Ce n’est pas un rejet idéologique, mais une réévaluation pragmatique des risques. Des solutions souveraines, bien que parfois moins intégrées, offrent une meilleure visibilité sur les flux, les contrats, les mises à jour, et surtout les responsabilités.

L’affaire Agnès Buzyn et la dépendance à Microsoft pour les données de santé
Lors de son audition devant la commission d’enquête sénatoriale sur la commande publique, en juin 2025, Agnès Buzyn a reconnu que l’hébergement par Microsoft du Health Data Hub en 2019 était "le seul choix réaliste" à l’époque. Le recours à un hébergeur américain était motivé par l'absence d'autre solution techniquement mature, malgré une conscience aiguë des enjeux de dépendance juridique, notamment liés au Cloud Act
Elle a expliqué :
« Dès le départ, nous nous sommes posé la question […] et nous n’avons pas cessé de pousser à essayer de trouver une autre solution », mais en dépit des études conduites pendant plusieurs mois, Microsoft restait la seule option viable »

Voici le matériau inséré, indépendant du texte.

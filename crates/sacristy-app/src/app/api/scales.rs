//! Volunteer scale CRUD. A scale's assignment set is replaced wholesale on
//! every write, inside one transaction.

use salvo::http::StatusCode;
use salvo::writing::Json;
use salvo::{Depot, Request, Response, Router, handler};
use serde::{Deserialize, Serialize};
use uuid::Uuid;

use super::{PageResponse, bad_request, id_param, not_found, page_params};
use crate::db_handler::get_db_from_depot;
use crate::error::AppResult;
use sacristy_core::util::pagination::Pagination;
use sacristy_db::db::connection::DbConnection;
use sacristy_db::db::query;
use sacristy_db::model::scale::{NewScale, NewScaleAssignment, Scale, ScaleAssignment, ScaleChanges};

#[derive(Debug, Deserialize)]
pub struct AssignmentRequest {
    pub member_id: Uuid,
    /// Duty label, e.g. "som" or "projecao".
    pub duty: String,
}

#[derive(Debug, Deserialize)]
pub struct ScaleRequest {
    pub description: String,
    /// Legacy textual form, stored verbatim.
    pub scale_date: Option<String>,
    pub start_time: Option<String>,
    pub room_id: Option<Uuid>,
    pub notes: Option<String>,
    #[serde(default)]
    pub assignments: Vec<AssignmentRequest>,
}

#[derive(Debug, Serialize)]
pub struct AssignmentResponse {
    pub member_id: String,
    pub member_name: String,
    pub duty: String,
}

#[derive(Debug, Serialize)]
pub struct ScaleResponse {
    pub scale_id: String,
    pub description: String,
    pub scale_date: Option<String>,
    pub start_time: Option<String>,
    pub room_id: Option<String>,
    pub notes: Option<String>,
    pub user_id: String,
    pub assignments: Vec<AssignmentResponse>,
}

impl ScaleResponse {
    fn from_scale(scale: &Scale, assignments: &[(ScaleAssignment, String)]) -> Self {
        Self {
            scale_id: scale.id.to_string(),
            description: scale.description.clone(),
            scale_date: scale.scale_date.clone(),
            start_time: scale.start_time.clone(),
            room_id: scale.room_id.map(|id| id.to_string()),
            notes: scale.notes.clone(),
            user_id: scale.user_id.to_string(),
            assignments: assignments
                .iter()
                .map(|(assignment, member_name)| AssignmentResponse {
                    member_id: assignment.member_id.to_string(),
                    member_name: member_name.clone(),
                    duty: assignment.duty.clone(),
                })
                .collect(),
        }
    }
}

fn validate(request: &ScaleRequest) -> AppResult<()> {
    if request.description.trim().is_empty() {
        return Err(bad_request("Description is required"));
    }
    for assignment in &request.assignments {
        if assignment.duty.trim().is_empty() {
            return Err(bad_request("Every assignment needs a duty"));
        }
    }
    Ok(())
}

async fn ensure_references_exist(
    conn: &mut DbConnection<'_>,
    request: &ScaleRequest,
) -> AppResult<()> {
    if let Some(room_id) = request.room_id {
        query::room::find_by_id(conn, room_id)
            .await?
            .ok_or_else(|| bad_request("Unknown room"))?;
    }
    for assignment in &request.assignments {
        query::member::find_by_id(conn, assignment.member_id)
            .await?
            .ok_or_else(|| bad_request(format!("Unknown member: {}", assignment.member_id)))?;
    }
    Ok(())
}

fn new_assignments<'req>(
    scale_id: Uuid,
    request: &'req ScaleRequest,
) -> Vec<NewScaleAssignment<'req>> {
    request
        .assignments
        .iter()
        .map(|assignment| NewScaleAssignment {
            id: uuid::Uuid::now_v7(),
            scale_id,
            member_id: assignment.member_id,
            duty: assignment.duty.trim(),
        })
        .collect()
}

/// ## Summary
/// POST /api/scales - Create a scale with its assignments, atomically.
///
/// ## Errors
/// Returns HTTP 400 for invalid fields or unknown room/member references.
#[handler]
async fn create_scale_handler(req: &mut Request, depot: &mut Depot, res: &mut Response) -> AppResult<()> {
    let scale_req: ScaleRequest = req
        .parse_json()
        .await
        .map_err(|_| bad_request("Invalid request body"))?;
    validate(&scale_req)?;

    let user_id = sacristy_service::auth::get_user_from_depot(depot)?.id;
    let provider = get_db_from_depot(depot)?;
    let mut conn = provider.get_connection().await?;

    ensure_references_exist(&mut conn, &scale_req).await?;

    let scale_id = uuid::Uuid::now_v7();
    let new_scale = NewScale {
        id: scale_id,
        description: scale_req.description.trim(),
        scale_date: scale_req.scale_date.as_deref(),
        start_time: scale_req.start_time.as_deref(),
        room_id: scale_req.room_id,
        notes: scale_req.notes.as_deref(),
        user_id,
    };
    let assignments = new_assignments(scale_id, &scale_req);

    let scale = query::scale::insert_with_assignments(&mut conn, &new_scale, &assignments).await?;
    let stored_assignments = query::scale::load_assignments(&mut conn, scale.id).await?;

    tracing::info!(scale_id = %scale.id, assignments = stored_assignments.len(), "Scale created");

    res.status_code(StatusCode::CREATED);
    res.render(Json(ScaleResponse::from_scale(&scale, &stored_assignments)));
    Ok(())
}

/// ## Summary
/// GET /api/scales - Paginated scale listing, assignments included.
///
/// ## Errors
/// Returns HTTP 500/503 on database failure.
#[handler]
async fn list_scales_handler(
    req: &mut Request,
    depot: &mut Depot,
) -> AppResult<Json<PageResponse<ScaleResponse>>> {
    let provider = get_db_from_depot(depot)?;
    let mut conn = provider.get_connection().await?;

    let (page, page_size) = page_params(req);
    let total = query::scale::count(&mut conn).await?;
    let pagination = Pagination::from_request(page, page_size, total);

    let scales = query::scale::list_page(&mut conn, pagination.limit, pagination.offset).await?;

    let mut items = Vec::with_capacity(scales.len());
    for scale in &scales {
        let assignments = query::scale::load_assignments(&mut conn, scale.id).await?;
        items.push(ScaleResponse::from_scale(scale, &assignments));
    }

    Ok(Json(PageResponse { items, pagination }))
}

/// ## Summary
/// GET /api/scales/<`scale_id`> - Fetch one scale with member names
/// resolved.
///
/// ## Errors
/// Returns HTTP 404 for an unknown scale.
#[handler]
async fn get_scale_handler(req: &mut Request, depot: &mut Depot) -> AppResult<Json<ScaleResponse>> {
    let scale_id = id_param(req, "scale_id")?;

    let provider = get_db_from_depot(depot)?;
    let mut conn = provider.get_connection().await?;

    let scale = query::scale::find_by_id(&mut conn, scale_id)
        .await?
        .ok_or_else(|| not_found("Scale not found"))?;
    let assignments = query::scale::load_assignments(&mut conn, scale.id).await?;

    Ok(Json(ScaleResponse::from_scale(&scale, &assignments)))
}

/// ## Summary
/// PUT /api/scales/<`scale_id`> - Replace a scale's fields and swap its
/// assignment set, atomically.
///
/// ## Errors
/// Returns HTTP 404 for an unknown scale, HTTP 400 for invalid fields or
/// unknown references.
#[handler]
async fn update_scale_handler(req: &mut Request, depot: &mut Depot) -> AppResult<Json<ScaleResponse>> {
    let scale_id = id_param(req, "scale_id")?;
    let scale_req: ScaleRequest = req
        .parse_json()
        .await
        .map_err(|_| bad_request("Invalid request body"))?;
    validate(&scale_req)?;

    let provider = get_db_from_depot(depot)?;
    let mut conn = provider.get_connection().await?;

    ensure_references_exist(&mut conn, &scale_req).await?;

    let changes = ScaleChanges {
        description: scale_req.description.trim(),
        scale_date: scale_req.scale_date.as_deref(),
        start_time: scale_req.start_time.as_deref(),
        room_id: scale_req.room_id,
        notes: scale_req.notes.as_deref(),
        updated_at: chrono::Utc::now(),
    };
    let assignments = new_assignments(scale_id, &scale_req);

    let scale =
        query::scale::update_with_assignments(&mut conn, scale_id, &changes, &assignments).await?;
    let stored_assignments = query::scale::load_assignments(&mut conn, scale.id).await?;

    tracing::info!(scale_id = %scale.id, "Scale updated");

    Ok(Json(ScaleResponse::from_scale(&scale, &stored_assignments)))
}

/// ## Summary
/// DELETE /api/scales/<`scale_id`> - Remove a scale; its assignments
/// cascade.
///
/// ## Errors
/// Returns HTTP 404 for an unknown scale.
#[handler]
async fn delete_scale_handler(req: &mut Request, depot: &mut Depot, res: &mut Response) -> AppResult<()> {
    let scale_id = id_param(req, "scale_id")?;

    let provider = get_db_from_depot(depot)?;
    let mut conn = provider.get_connection().await?;

    let deleted = query::scale::delete(&mut conn, scale_id).await?;
    if deleted == 0 {
        return Err(not_found("Scale not found"));
    }

    tracing::info!(scale_id = %scale_id, "Scale deleted");

    res.status_code(StatusCode::NO_CONTENT);
    Ok(())
}

#[must_use]
pub fn routes() -> Router {
    Router::with_path("scales")
        .post(create_scale_handler)
        .get(list_scales_handler)
        .push(
            Router::with_path("<scale_id>")
                .get(get_scale_handler)
                .put(update_scale_handler)
                .delete(delete_scale_handler),
        )
}
//! Church member registry CRUD.

use salvo::http::StatusCode;
use salvo::writing::Json;
use salvo::{Depot, Request, Response, Router, handler};
use serde::{Deserialize, Serialize};

use super::{PageResponse, bad_request, id_param, not_found, page_params};
use crate::db_handler::get_db_from_depot;
use crate::error::AppResult;
use sacristy_core::util::pagination::Pagination;
use sacristy_db::db::query;
use sacristy_db::model::member::{Member, MemberChanges, NewMember};

#[derive(Debug, Deserialize)]
pub struct MemberRequest {
    pub name: String,
    pub email: Option<String>,
    pub phone: Option<String>,
    /// Legacy textual form, stored verbatim.
    pub birth_date: Option<String>,
    pub address: Option<String>,
}

#[derive(Debug, Serialize)]
pub struct MemberResponse {
    pub member_id: String,
    pub name: String,
    pub email: Option<String>,
    pub phone: Option<String>,
    pub birth_date: Option<String>,
    pub address: Option<String>,
}

impl MemberResponse {
    fn from_member(member: &Member) -> Self {
        Self {
            member_id: member.id.to_string(),
            name: member.name.clone(),
            email: member.email.clone(),
            phone: member.phone.clone(),
            birth_date: member.birth_date.clone(),
            address: member.address.clone(),
        }
    }
}

fn validate(request: &MemberRequest) -> AppResult<()> {
    if request.name.trim().is_empty() {
        return Err(bad_request("Member name is required"));
    }
    Ok(())
}

/// ## Summary
/// POST /api/members - Register a member.
///
/// ## Errors
/// Returns HTTP 400 for a missing name.
#[handler]
async fn create_member_handler(req: &mut Request, depot: &mut Depot, res: &mut Response) -> AppResult<()> {
    let member_req: MemberRequest = req
        .parse_json()
        .await
        .map_err(|_| bad_request("Invalid request body"))?;
    validate(&member_req)?;

    let provider = get_db_from_depot(depot)?;
    let mut conn = provider.get_connection().await?;

    let new_member = NewMember {
        id: uuid::Uuid::now_v7(),
        name: member_req.name.trim(),
        email: member_req.email.as_deref(),
        phone: member_req.phone.as_deref(),
        birth_date: member_req.birth_date.as_deref(),
        address: member_req.address.as_deref(),
    };

    let member = query::member::insert(&mut conn, &new_member).await?;

    tracing::info!(member_id = %member.id, "Member created");

    res.status_code(StatusCode::CREATED);
    res.render(Json(MemberResponse::from_member(&member)));
    Ok(())
}

/// ## Summary
/// GET /api/members - Paginated listing with optional `search` on name.
///
/// ## Errors
/// Returns HTTP 500/503 on database failure.
#[handler]
async fn list_members_handler(
    req: &mut Request,
    depot: &mut Depot,
) -> AppResult<Json<PageResponse<MemberResponse>>> {
    let search = req.query::<String>("search");

    let provider = get_db_from_depot(depot)?;
    let mut conn = provider.get_connection().await?;

    let (page, page_size) = page_params(req);
    let total = query::member::count_searched(&mut conn, search.as_deref()).await?;
    let pagination = Pagination::from_request(page, page_size, total);

    let members = query::member::list_page(
        &mut conn,
        search.as_deref(),
        pagination.limit,
        pagination.offset,
    )
    .await?;

    Ok(Json(PageResponse {
        items: members.iter().map(MemberResponse::from_member).collect(),
        pagination,
    }))
}

/// ## Summary
/// GET /api/members/<`member_id`> - Fetch one member.
///
/// ## Errors
/// Returns HTTP 404 for an unknown member.
#[handler]
async fn get_member_handler(req: &mut Request, depot: &mut Depot) -> AppResult<Json<MemberResponse>> {
    let member_id = id_param(req, "member_id")?;

    let provider = get_db_from_depot(depot)?;
    let mut conn = provider.get_connection().await?;

    let member = query::member::find_by_id(&mut conn, member_id)
        .await?
        .ok_or_else(|| not_found("Member not found"))?;

    Ok(Json(MemberResponse::from_member(&member)))
}

/// ## Summary
/// PUT /api/members/<`member_id`> - Replace a member's fields.
///
/// ## Errors
/// Returns HTTP 404 for an unknown member, HTTP 400 for a missing name.
#[handler]
async fn update_member_handler(req: &mut Request, depot: &mut Depot) -> AppResult<Json<MemberResponse>> {
    let member_id = id_param(req, "member_id")?;
    let member_req: MemberRequest = req
        .parse_json()
        .await
        .map_err(|_| bad_request("Invalid request body"))?;
    validate(&member_req)?;

    let provider = get_db_from_depot(depot)?;
    let mut conn = provider.get_connection().await?;

    let changes = MemberChanges {
        name: member_req.name.trim(),
        email: member_req.email.as_deref(),
        phone: member_req.phone.as_deref(),
        birth_date: member_req.birth_date.as_deref(),
        address: member_req.address.as_deref(),
        updated_at: chrono::Utc::now(),
    };

    let member = query::member::update(&mut conn, member_id, &changes).await?;

    tracing::info!(member_id = %member.id, "Member updated");

    Ok(Json(MemberResponse::from_member(&member)))
}

/// ## Summary
/// DELETE /api/members/<`member_id`> - Remove a member and their scale
/// assignments.
///
/// ## Errors
/// Returns HTTP 404 for an unknown member.
#[handler]
async fn delete_member_handler(req: &mut Request, depot: &mut Depot, res: &mut Response) -> AppResult<()> {
    let member_id = id_param(req, "member_id")?;

    let provider = get_db_from_depot(depot)?;
    let mut conn = provider.get_connection().await?;

    let deleted = query::member::delete(&mut conn, member_id).await?;
    if deleted == 0 {
        return Err(not_found("Member not found"));
    }

    tracing::info!(member_id = %member_id, "Member deleted");

    res.status_code(StatusCode::NO_CONTENT);
    Ok(())
}

#[must_use]
pub fn routes() -> Router {
    Router::with_path("members")
        .post(create_member_handler)
        .get(list_members_handler)
        .push(
            Router::with_path("<member_id>")
                .get(get_member_handler)
                .put(update_member_handler)
                .delete(delete_member_handler),
        )
}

Aujourd’hui, alors que l’État lance un appel d’offres pour un hébergeur "intermédiaire" souverain, cette affaire montre que même dans des secteurs sensibles comme la santé publique, la dépendance technique a des implications juridiques et stratégiques. Ce cas illustre que, parfois, la souveraineté numérique relève moins du choix que de la nécessité — une nécessité que nous devons tous anticiper car les risques évoqués ici ne se limitent pas à une coupure d’applications. Ils touchent :
- L’intégrité des données hébergées dans des clouds extraterritoriaux,
- La continuité des services dépendants d’APIs tierces,
- La réversibilité des solutions SaaS utilisées,
- Et la capacité à auditer ou contester une rupture de service venue d’ailleurs.

Que faire ? Aller vers une architecture plus maîtrisée
Sans basculer dans l’autarcie numérique, il est temps d’amorcer une réflexion lucide :
- Où sont physiquement hébergées vos données ?
- À quelle législation est soumis votre fournisseur ?
- Votre fournisseur est-il en mesure de couper unilatéralement un service ?
- Votre prestataire d’hébergement vous garantit-il une indépendance fonctionnelle en cas de crise ?
Ce sont des questions auxquelles nous avons réfléchi chez Cognix Systmes. Et auxquelles nous répondons en proposant des solutions :
- Héberger exclusivement en France ou en Europe ;
- Nous baser sur des standards ouverts et interopérables ;
- Piloter sans dépendance à un éditeur unique ;
- Travailler avec des équipes support basées en France, formées et réactives.
La souveraineté numérique, c’est plus que de l’infrastructure
C’est un choix stratégique, de long terme. Celui d’éviter de se retrouver demain dans la même situation que la CPI ou un ministère. Celui d’assurer à vos utilisateurs, vos agents, vos clients ou vos citoyens un accès continu, fiable et sécurisé à vos services numériques.